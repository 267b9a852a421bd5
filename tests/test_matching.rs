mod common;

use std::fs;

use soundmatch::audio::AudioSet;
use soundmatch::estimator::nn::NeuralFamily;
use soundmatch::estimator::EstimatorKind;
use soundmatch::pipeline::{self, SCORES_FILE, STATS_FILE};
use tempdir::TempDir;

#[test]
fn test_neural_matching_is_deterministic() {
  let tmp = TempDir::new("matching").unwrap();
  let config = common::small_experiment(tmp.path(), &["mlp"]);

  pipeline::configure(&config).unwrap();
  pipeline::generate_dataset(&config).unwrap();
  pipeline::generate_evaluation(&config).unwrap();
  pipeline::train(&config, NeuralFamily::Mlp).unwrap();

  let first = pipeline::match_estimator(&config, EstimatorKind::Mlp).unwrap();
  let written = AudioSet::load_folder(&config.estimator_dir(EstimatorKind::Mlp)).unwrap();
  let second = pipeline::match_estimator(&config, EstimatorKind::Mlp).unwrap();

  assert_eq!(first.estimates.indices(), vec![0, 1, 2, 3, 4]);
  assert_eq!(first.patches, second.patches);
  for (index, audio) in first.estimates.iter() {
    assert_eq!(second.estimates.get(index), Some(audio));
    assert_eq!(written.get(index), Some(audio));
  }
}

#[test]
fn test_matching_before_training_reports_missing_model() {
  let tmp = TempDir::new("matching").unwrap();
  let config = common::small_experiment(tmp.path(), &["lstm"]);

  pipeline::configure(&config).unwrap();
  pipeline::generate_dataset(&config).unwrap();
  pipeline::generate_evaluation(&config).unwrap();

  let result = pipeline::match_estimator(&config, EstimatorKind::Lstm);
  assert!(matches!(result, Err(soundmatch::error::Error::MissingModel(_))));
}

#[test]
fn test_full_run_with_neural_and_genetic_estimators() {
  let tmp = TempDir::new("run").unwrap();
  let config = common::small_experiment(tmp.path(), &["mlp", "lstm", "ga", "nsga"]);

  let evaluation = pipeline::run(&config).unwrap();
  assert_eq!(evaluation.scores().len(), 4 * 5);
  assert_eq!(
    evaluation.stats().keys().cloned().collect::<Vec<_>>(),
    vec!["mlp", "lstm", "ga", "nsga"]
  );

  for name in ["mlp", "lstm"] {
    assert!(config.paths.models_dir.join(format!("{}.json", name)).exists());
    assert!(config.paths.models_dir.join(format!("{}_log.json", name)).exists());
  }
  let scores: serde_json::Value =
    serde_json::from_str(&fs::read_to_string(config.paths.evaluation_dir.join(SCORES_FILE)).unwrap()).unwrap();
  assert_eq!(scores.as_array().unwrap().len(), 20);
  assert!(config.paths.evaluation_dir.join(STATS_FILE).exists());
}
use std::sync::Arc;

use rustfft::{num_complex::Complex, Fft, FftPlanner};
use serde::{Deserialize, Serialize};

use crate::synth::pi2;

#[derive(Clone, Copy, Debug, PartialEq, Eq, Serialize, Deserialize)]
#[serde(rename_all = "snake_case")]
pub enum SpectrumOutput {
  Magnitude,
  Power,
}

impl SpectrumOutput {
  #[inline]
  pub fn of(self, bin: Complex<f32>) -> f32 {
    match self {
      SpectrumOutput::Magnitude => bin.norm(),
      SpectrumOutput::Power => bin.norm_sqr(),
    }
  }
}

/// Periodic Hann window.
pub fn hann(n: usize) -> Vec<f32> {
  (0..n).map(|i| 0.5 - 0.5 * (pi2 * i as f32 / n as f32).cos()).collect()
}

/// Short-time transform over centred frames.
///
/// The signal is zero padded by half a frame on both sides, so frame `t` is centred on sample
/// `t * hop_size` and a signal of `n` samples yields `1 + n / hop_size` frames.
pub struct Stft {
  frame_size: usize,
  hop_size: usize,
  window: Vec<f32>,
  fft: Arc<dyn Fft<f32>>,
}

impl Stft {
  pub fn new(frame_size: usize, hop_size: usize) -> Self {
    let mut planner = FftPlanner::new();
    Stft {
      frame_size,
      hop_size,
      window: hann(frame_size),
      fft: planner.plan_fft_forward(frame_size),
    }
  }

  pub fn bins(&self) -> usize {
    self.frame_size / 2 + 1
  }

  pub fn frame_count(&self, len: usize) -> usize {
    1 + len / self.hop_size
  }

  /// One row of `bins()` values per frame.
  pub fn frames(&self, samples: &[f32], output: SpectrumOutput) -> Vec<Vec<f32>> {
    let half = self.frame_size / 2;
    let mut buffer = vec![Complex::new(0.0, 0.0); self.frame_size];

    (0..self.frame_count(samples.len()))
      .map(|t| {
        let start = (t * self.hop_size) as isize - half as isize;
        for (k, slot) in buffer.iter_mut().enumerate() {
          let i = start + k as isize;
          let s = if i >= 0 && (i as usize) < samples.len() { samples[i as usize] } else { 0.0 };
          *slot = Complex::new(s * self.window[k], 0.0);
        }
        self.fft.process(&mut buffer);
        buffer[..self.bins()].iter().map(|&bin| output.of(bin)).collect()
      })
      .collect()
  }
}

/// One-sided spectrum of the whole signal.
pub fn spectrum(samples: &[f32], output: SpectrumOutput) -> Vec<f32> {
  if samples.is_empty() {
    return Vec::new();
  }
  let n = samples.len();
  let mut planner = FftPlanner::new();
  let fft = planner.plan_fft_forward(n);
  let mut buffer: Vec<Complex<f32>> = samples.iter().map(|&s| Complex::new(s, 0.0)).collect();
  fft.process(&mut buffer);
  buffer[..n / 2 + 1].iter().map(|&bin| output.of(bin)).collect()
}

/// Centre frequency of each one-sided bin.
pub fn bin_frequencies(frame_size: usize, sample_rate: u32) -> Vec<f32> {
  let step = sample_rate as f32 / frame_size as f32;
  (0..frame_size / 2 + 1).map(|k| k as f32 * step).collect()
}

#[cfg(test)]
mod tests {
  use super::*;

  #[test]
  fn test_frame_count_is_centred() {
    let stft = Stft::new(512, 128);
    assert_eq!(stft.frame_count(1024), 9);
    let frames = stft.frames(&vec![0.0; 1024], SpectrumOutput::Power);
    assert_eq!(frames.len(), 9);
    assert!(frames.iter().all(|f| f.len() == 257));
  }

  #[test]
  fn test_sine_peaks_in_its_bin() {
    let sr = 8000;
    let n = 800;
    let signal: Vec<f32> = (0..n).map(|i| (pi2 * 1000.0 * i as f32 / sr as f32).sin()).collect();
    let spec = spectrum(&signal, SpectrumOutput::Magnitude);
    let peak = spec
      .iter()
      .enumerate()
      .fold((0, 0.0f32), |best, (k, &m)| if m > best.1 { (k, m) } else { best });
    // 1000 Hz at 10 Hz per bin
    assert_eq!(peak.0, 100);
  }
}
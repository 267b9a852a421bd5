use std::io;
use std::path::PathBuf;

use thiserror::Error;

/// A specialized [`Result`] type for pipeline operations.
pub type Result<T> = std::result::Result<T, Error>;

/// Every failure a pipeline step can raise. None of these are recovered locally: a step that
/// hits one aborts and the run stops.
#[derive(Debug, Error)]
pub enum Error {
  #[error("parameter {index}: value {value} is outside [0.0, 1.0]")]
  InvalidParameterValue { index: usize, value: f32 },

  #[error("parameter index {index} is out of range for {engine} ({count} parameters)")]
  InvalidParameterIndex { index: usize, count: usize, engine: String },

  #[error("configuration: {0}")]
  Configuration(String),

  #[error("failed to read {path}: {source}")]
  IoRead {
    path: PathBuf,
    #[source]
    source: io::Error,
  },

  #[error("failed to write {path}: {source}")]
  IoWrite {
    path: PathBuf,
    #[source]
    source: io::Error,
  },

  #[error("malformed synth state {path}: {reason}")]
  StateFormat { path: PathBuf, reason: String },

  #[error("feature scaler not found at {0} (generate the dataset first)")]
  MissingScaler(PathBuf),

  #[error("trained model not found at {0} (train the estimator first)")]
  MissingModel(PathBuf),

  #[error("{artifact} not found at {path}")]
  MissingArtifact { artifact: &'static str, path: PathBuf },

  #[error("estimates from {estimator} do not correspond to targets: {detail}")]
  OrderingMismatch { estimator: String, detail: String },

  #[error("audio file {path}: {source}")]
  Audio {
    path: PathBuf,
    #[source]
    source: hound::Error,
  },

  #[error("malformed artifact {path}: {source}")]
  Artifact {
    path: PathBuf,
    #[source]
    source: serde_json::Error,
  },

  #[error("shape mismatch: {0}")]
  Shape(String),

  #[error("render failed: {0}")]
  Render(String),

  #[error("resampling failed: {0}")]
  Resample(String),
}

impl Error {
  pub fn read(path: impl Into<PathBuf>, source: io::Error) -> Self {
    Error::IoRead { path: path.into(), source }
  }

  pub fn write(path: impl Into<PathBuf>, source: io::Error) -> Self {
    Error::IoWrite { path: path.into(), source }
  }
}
---
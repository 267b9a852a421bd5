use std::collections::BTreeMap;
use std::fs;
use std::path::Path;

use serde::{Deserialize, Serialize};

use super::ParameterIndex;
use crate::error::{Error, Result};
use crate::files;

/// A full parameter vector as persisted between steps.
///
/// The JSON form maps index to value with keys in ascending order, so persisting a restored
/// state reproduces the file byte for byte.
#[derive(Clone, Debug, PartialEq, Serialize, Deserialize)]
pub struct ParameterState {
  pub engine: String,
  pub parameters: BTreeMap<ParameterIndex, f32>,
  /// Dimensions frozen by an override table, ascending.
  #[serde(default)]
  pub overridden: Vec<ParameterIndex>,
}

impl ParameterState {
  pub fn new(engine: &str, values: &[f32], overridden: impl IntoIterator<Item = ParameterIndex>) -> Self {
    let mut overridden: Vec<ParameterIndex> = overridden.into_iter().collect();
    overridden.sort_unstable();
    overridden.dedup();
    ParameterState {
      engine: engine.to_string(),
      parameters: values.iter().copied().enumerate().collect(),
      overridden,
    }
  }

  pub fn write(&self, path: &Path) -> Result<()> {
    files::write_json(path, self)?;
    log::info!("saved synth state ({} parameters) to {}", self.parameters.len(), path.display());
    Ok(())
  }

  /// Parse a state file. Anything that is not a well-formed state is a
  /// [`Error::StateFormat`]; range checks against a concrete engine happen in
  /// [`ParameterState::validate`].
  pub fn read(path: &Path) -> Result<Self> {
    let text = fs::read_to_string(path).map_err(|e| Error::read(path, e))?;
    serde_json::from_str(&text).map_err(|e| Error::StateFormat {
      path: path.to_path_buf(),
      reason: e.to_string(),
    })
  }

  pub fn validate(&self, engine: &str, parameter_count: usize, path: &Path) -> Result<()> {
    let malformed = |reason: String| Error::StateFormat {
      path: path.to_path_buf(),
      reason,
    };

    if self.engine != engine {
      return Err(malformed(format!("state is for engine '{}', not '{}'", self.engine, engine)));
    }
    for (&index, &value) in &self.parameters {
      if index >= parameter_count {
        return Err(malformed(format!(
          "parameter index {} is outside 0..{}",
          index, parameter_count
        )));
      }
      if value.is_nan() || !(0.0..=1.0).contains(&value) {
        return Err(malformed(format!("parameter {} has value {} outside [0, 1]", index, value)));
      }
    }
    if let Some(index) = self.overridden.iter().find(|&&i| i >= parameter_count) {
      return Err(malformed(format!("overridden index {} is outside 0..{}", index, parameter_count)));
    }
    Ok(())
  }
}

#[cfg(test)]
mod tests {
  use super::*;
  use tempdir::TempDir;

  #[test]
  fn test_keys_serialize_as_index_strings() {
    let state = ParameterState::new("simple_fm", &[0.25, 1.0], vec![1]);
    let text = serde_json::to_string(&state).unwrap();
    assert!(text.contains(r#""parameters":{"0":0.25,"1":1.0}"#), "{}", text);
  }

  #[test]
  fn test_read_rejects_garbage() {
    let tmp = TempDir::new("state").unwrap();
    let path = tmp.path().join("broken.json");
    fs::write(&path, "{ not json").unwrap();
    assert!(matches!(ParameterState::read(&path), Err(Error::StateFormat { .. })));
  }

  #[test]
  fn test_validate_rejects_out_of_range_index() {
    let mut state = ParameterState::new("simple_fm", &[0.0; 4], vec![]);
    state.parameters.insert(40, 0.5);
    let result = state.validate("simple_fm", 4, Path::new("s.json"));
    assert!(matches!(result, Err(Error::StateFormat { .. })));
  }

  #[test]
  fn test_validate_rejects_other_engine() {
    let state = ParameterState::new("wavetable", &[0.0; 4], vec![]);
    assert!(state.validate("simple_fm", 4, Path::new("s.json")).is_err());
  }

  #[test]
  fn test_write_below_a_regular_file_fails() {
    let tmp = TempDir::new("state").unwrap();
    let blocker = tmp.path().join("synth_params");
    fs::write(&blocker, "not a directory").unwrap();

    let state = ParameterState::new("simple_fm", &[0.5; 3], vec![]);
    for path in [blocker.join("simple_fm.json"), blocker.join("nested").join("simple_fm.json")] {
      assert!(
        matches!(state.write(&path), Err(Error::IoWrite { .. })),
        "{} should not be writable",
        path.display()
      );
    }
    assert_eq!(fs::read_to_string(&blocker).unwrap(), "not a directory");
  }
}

WHAT YOU HAVE TO DO
Quote the listing above, but only from the line that shows "pub fn frames(&self, samples: &[f32], output: SpectrumOutput)" through the line that shows "let i = start + k as isize;".

SOLUTION TO THIS TASK
  pub fn frames(&self, samples: &[f32], output: SpectrumOutput) -> Vec<Vec<f32>> {
    let half = self.frame_size / 2;
    let mut buffer = vec![Complex::new(0.0, 0.0); self.frame_size];

    (0..self.frame_count(samples.len()))
      .map(|t| {
        let start = (t * self.hop_size) as isize - half as isize;
        for (k, slot) in buffer.iter_mut().enumerate() {
          let i = start + k as isize;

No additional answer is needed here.